Submitted to: Cryo-Letters
Publication Type: Peer Reviewed Journal
Publication Acceptance Date: 11/1/2003
Publication Date: 12/1/2004
Citation: Wesley-Smith, J., C. Walters, P. Berjak and N.W. Pammenter. 2004. The influence of water content, cooling and warming rate upon survival of embryonic axes of Poncirus trifolata (L.). CryoLetters 25:129-138. Interpretive Summary: In a previous paper, we showed that we could achieve cooling rates to liquid nitrogen temperatures of hundreds of degrees (C) per sec for trifoliate orange embryos by manipulating cooling protocols and thermal mass. This ability allows us to test the hypothesis that as cytoplasmic viscosity increases (by reducing the water content of embryos), the stringency of a requirement for rapid cooling can be relaxed. This hypothesis is supported by data showing that as embryos are progressively dried, the cooling rate required for survival is reduced. Survival and normal development were noted in greater than 85% of embryos given appropriate cooling protocols, demonstrating that routine cryostorage of citrus germplasm is currently possible.
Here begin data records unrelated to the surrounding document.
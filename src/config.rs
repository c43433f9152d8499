use std::net::SocketAddr;
use std::path::PathBuf;
use std::str::FromStr;

use crate::error::{CrmError, Result};

/// Runtime configuration, read from the environment (and `.env`).
///
/// | Env Var             | Default         |
/// |---------------------|-----------------|
/// | `CRM_DATA_DIR`      | `crm_data`      |
/// | `CRM_REST_ADDR`     | `0.0.0.0:11111` |
/// | `CRM_SEED_FIXTURES` | `true`          |
/// | `CRM_LOG_DIR`       | unset           |
/// | `CRM_LOG_JSON`      | `false`         |
/// | `CRM_REPORT_DIR`    | `.`             |
#[derive(Debug, Clone, PartialEq)]
pub struct CrmConfig {
    pub data_dir: PathBuf,
    pub rest_addr: SocketAddr,
    pub seed_fixtures: bool,
    /// Daily-rolling log files go here when set.
    pub log_dir: Option<PathBuf>,
    pub log_json: bool,
    pub report_dir: PathBuf,
}

impl Default for CrmConfig {
    fn default() -> Self {
        Self {
            data_dir: PathBuf::from("crm_data"),
            rest_addr: SocketAddr::from(([0, 0, 0, 0], 11111)),
            seed_fixtures: true,
            log_dir: None,
            log_json: false,
            report_dir: PathBuf::from("."),
        }
    }
}

impl CrmConfig {
    pub fn from_env() -> Result<Self> {
        Self::from_lookup(|name| std::env::var(name).ok())
    }

    /// Build from any variable source; unset or blank variables keep their
    /// defaults.
    pub fn from_lookup<F>(lookup: F) -> Result<Self>
    where
        F: Fn(&str) -> Option<String>,
    {
        let var = |name: &str| lookup(name).map(|v| v.trim().to_string()).filter(|v| !v.is_empty());
        let defaults = Self::default();

        Ok(Self {
            data_dir: var("CRM_DATA_DIR").map(PathBuf::from).unwrap_or(defaults.data_dir),
            rest_addr: match var("CRM_REST_ADDR") {
                Some(raw) => parse("CRM_REST_ADDR", &raw)?,
                None => defaults.rest_addr,
            },
            seed_fixtures: match var("CRM_SEED_FIXTURES") {
                Some(raw) => parse_flag("CRM_SEED_FIXTURES", &raw)?,
                None => defaults.seed_fixtures,
            },
            log_dir: var("CRM_LOG_DIR").map(PathBuf::from),
            log_json: match var("CRM_LOG_JSON") {
                Some(raw) => parse_flag("CRM_LOG_JSON", &raw)?,
                None => defaults.log_json,
            },
            report_dir: var("CRM_REPORT_DIR").map(PathBuf::from).unwrap_or(defaults.report_dir),
        })
    }
}

fn parse<T: FromStr>(name: &str, raw: &str) -> Result<T>
where
    T::Err: std::fmt::Display,
{
    raw.parse()
        .map_err(|e| CrmError::Config(format!("{name}={raw:?} is invalid: {e}")))
}

fn parse_flag(name: &str, raw: &str) -> Result<bool> {
    match raw.to_ascii_lowercase().as_str() {
        "1" | "true" | "yes" | "on" => Ok(true),
        "0" | "false" | "no" | "off" => Ok(false),
        _ => Err(CrmError::Config(format!("{name}={raw:?} is not a boolean"))),
    }
}

#[cfg(test)]
mod tests {
    use super::*;
    use std::collections::HashMap;

    fn config(vars: &[(&str, &str)]) -> Result<CrmConfig> {
        let vars: HashMap<String, String> = vars
            .iter()
            .map(|(k, v)| (k.to_string(), v.to_string()))
            .collect();
        CrmConfig::from_lookup(|name| vars.get(name).cloned())
    }

    #[test]
    fn test_defaults() {
        let cfg = config(&[]).unwrap();
        assert_eq!(cfg, CrmConfig::default());
        assert_eq!(cfg.rest_addr.port(), 11111);
    }

    #[test]
    fn test_overrides() {
        let cfg = config(&[
            ("CRM_DATA_DIR", "/var/lib/crm"),
            ("CRM_REST_ADDR", "127.0.0.1:8080"),
            ("CRM_SEED_FIXTURES", "no"),
            ("CRM_LOG_DIR", "logs"),
            ("CRM_LOG_JSON", "TRUE"),
            ("CRM_REPORT_DIR", "  "),
        ])
        .unwrap();
        assert_eq!(cfg.data_dir, PathBuf::from("/var/lib/crm"));
        assert_eq!(cfg.rest_addr.port(), 8080);
        assert!(!cfg.seed_fixtures);
        assert_eq!(cfg.log_dir, Some(PathBuf::from("logs")));
        assert!(cfg.log_json);
        assert_eq!(cfg.report_dir, PathBuf::from("."));
    }

    #[test]
    fn test_invalid_values_are_config_errors() {
        assert!(matches!(
            config(&[("CRM_REST_ADDR", "not-an-addr")]),
            Err(CrmError::Config(_))
        ));
        assert!(matches!(
            config(&[("CRM_LOG_JSON", "maybe")]),
            Err(CrmError::Config(_))
        ));
    }
}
Technical Abstract: The present study investigated the relative contributions of water content and non-equilibrium cooling and warming rates to the survival of cryopreserved axes of recalcitrant Poncirus trifoliata seeds. Reducing water contents from 1.7 and 0.26 g H2O/g dry weight is believed to increase cytoplasmic viscosity. Cooling to -196C was done at rates averaging between 0.17 and 1300C/s, and warming rates averaged 600 or 1.35C/s. Survival was assessed after 4 weeks in vitro. Rapid warming resulted in higher survival and normal development of axes at all water contents. The effects of cooling rate were dependent on the water content of axes. Cooling rates resulting in >70% normal development ranged between 0.17 and about 1300C/s for axes containing 0.26 g H2O/g dry weight, narrowing with increasing hydration to an apparent optimum at about 414C/s in axes containing 0.8 g H2O/g dry. At 1.7 g H2O/g dry, axes cooled at 0.17 C/s yielded nearly 40% normal development, whereas faster cooling was deleterious. Results are interpreted in the context of the effect of water content on cytoplasmic viscosity and the rate of intracellular ice formation. At low water contents, the high intracellular viscosity slows ice crystallization making survival independent of cooling rate. At higher water contents, the reduced viscosity requires faster cooling to prevent ice crystal damage. The ability to cool rapidly with increasing hydration is balanced with an increasing limitation to dissipate heat fast enough to prevent severe damage.